In the real world, a listeriosis outbreak has infected at least 109 people in 23 states, killing 21 and causing a pregnant Iowa woman to miscarry. In the real world, the listeriosis outbreak has been linked to cantaloupes grown in Colorado.

In “The Good Wife,” a combination law and public relations firm is approached by and asked to represent a group called the “Wisconsin State Dairy Guild.”  The spokeswoman from the cheese group says:

“There was an outbreak of listeriosis in a Chicago grammar school four hours ago.”

In addition to knowing that five children and four teachers are ill, the spokeswoman not only knows that it was contaminated cheese that made them sick, but also that it was cheese from “Heather Farms.”

And this “Listeria Hysteria” is already being broadcast on TV news, which has B roll of the school kids projectile vomiting.

Listeria-contaminated cheese is certainly possible, but just about everything else involving the foodborne illness depicted in “The Good Wife” is wrong.  It generally takes a minimum of three days from exposure to the Listeria bacteria to the first signs of illness, and it sometimes takes as long as two months after ingesting the bacteria before symptoms develop. 

And while it is possible that Listeria could infect children, and especially young children, none are involved in the current cantaloupe-related outbreak. The ill range in age from 22 to 96 years, with the median being 77 years. Most are over 60.

In “The Good Wife” episode, the Listeria infections are only a secondary part of the script.   Alan Cumming plays Chicago public relations man Eli Gold.

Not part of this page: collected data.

//! Handler functions for submission endpoints.
//!
//! Guards have already run by the time these are called; handlers only read
//! the identity they attached.

use crate::api::common::{ApiError, ApiResponse, service_error_to_http};
use crate::auth::middleware::{CurrentIdentity, MaybeIdentity};
use crate::database::models::{
    CreateSubmissionRequest, Submission, SubmissionDetail, SubmissionSummary,
    UpdateSubmissionStatusRequest, ValidateAbstractRequest,
};
use crate::services::submission_service::{AbstractCheck, SubmissionService, check_abstract};
use axum::{
    extract::{Extension, Json, Path},
    http::StatusCode,
};
use serde_json::{Value, json};
use sqlx::SqlitePool;

/// Checks an abstract without storing it.
pub async fn validate_abstract(
    MaybeIdentity(identity): MaybeIdentity,
    Json(payload): Json<ValidateAbstractRequest>,
) -> ApiResponse<AbstractCheck> {
    if let Some(identity) = identity {
        tracing::debug!("Abstract check requested by {}", identity.user_id);
    }

    ApiResponse::ok(check_abstract(&payload.content))
}

#[axum::debug_handler]
pub async fn create_submission(
    Extension(pool): Extension<SqlitePool>,
    CurrentIdentity(identity): CurrentIdentity,
    Json(payload): Json<CreateSubmissionRequest>,
) -> Result<(StatusCode, ApiResponse<Submission>), ApiError> {
    tracing::info!("Creating submission for user: {}", identity.user_id);

    let submission = SubmissionService::new(&pool)
        .create_submission(&identity, payload)
        .await
        .map_err(|e| {
            tracing::warn!("Failed to create submission for {}: {}", identity.user_id, e);
            service_error_to_http(e)
        })?;

    Ok((
        StatusCode::CREATED,
        ApiResponse::success(submission, "Submission created successfully"),
    ))
}

pub async fn list_submissions(
    Extension(pool): Extension<SqlitePool>,
) -> Result<ApiResponse<Vec<SubmissionSummary>>, ApiError> {
    let submissions = SubmissionService::new(&pool)
        .list_submissions()
        .await
        .map_err(service_error_to_http)?;

    Ok(ApiResponse::ok(submissions))
}

pub async fn get_submission(
    Extension(pool): Extension<SqlitePool>,
    MaybeIdentity(identity): MaybeIdentity,
    Path(id): Path<String>,
) -> Result<ApiResponse<SubmissionDetail>, ApiError> {
    let detail = SubmissionService::new(&pool)
        .get_submission_detail(&id, identity.as_ref())
        .await
        .map_err(service_error_to_http)?;

    Ok(ApiResponse::ok(detail))
}

#[axum::debug_handler]
pub async fn update_submission_status(
    Extension(pool): Extension<SqlitePool>,
    CurrentIdentity(identity): CurrentIdentity,
    Path(id): Path<String>,
    Json(payload): Json<UpdateSubmissionStatusRequest>,
) -> Result<ApiResponse<Submission>, ApiError> {
    tracing::info!(
        "User {} setting submission {} to {}",
        identity.user_id,
        id,
        payload.status
    );

    let submission = SubmissionService::new(&pool)
        .update_status(&id, payload.status)
        .await
        .map_err(service_error_to_http)?;

    Ok(ApiResponse::success(submission, "Submission status updated"))
}

pub async fn delete_submission(
    Extension(pool): Extension<SqlitePool>,
    Path(id): Path<String>,
) -> Result<ApiResponse<Value>, ApiError> {
    SubmissionService::new(&pool)
        .delete_submission(&id)
        .await
        .map_err(service_error_to_http)?;

    Ok(ApiResponse::success(json!({ "id": id }), "Submission deleted"))
}

/// Submissions authored by the user in the path.
pub async fn list_user_submissions(
    Extension(pool): Extension<SqlitePool>,
    Path(user_id): Path<String>,
) -> Result<ApiResponse<Vec<SubmissionSummary>>, ApiError> {
    let submissions = SubmissionService::new(&pool)
        .list_submissions_by_author(&user_id)
        .await
        .map_err(service_error_to_http)?;

    Ok(ApiResponse::ok(submissions))
}
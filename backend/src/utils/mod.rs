//! Collection of general utility functions and common traits.
//!
//! This module serves as a repository for small, reusable helpers that do not
//! fit into other specific domain modules.

pub mod jwt;
pub mod request_meta;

He finds that “Heather Farms” is just a local-sounding brand of a big food company and proceeds to bend the CEO to accept responsibility and apologize for the illnesses.

This is not the first time that the CBS entertainment division has mangled foodborne illness or food safety information on one of its dramas.

In 2009, CSI Miami aired its “Bad Seed” episode, serving up misinformation about both E. coli O157:H7 and Clostridium botulinum.  

In the CSI episode, a fairly decent storyline had the police lab experts tracing back from a lunch that made the characters ill to the water a lettuce grower was using.

But the instant nature of the illnesses and the unlikely possibility of the two different pathogens sharing a lettuce leaf made for glaring errors in the script.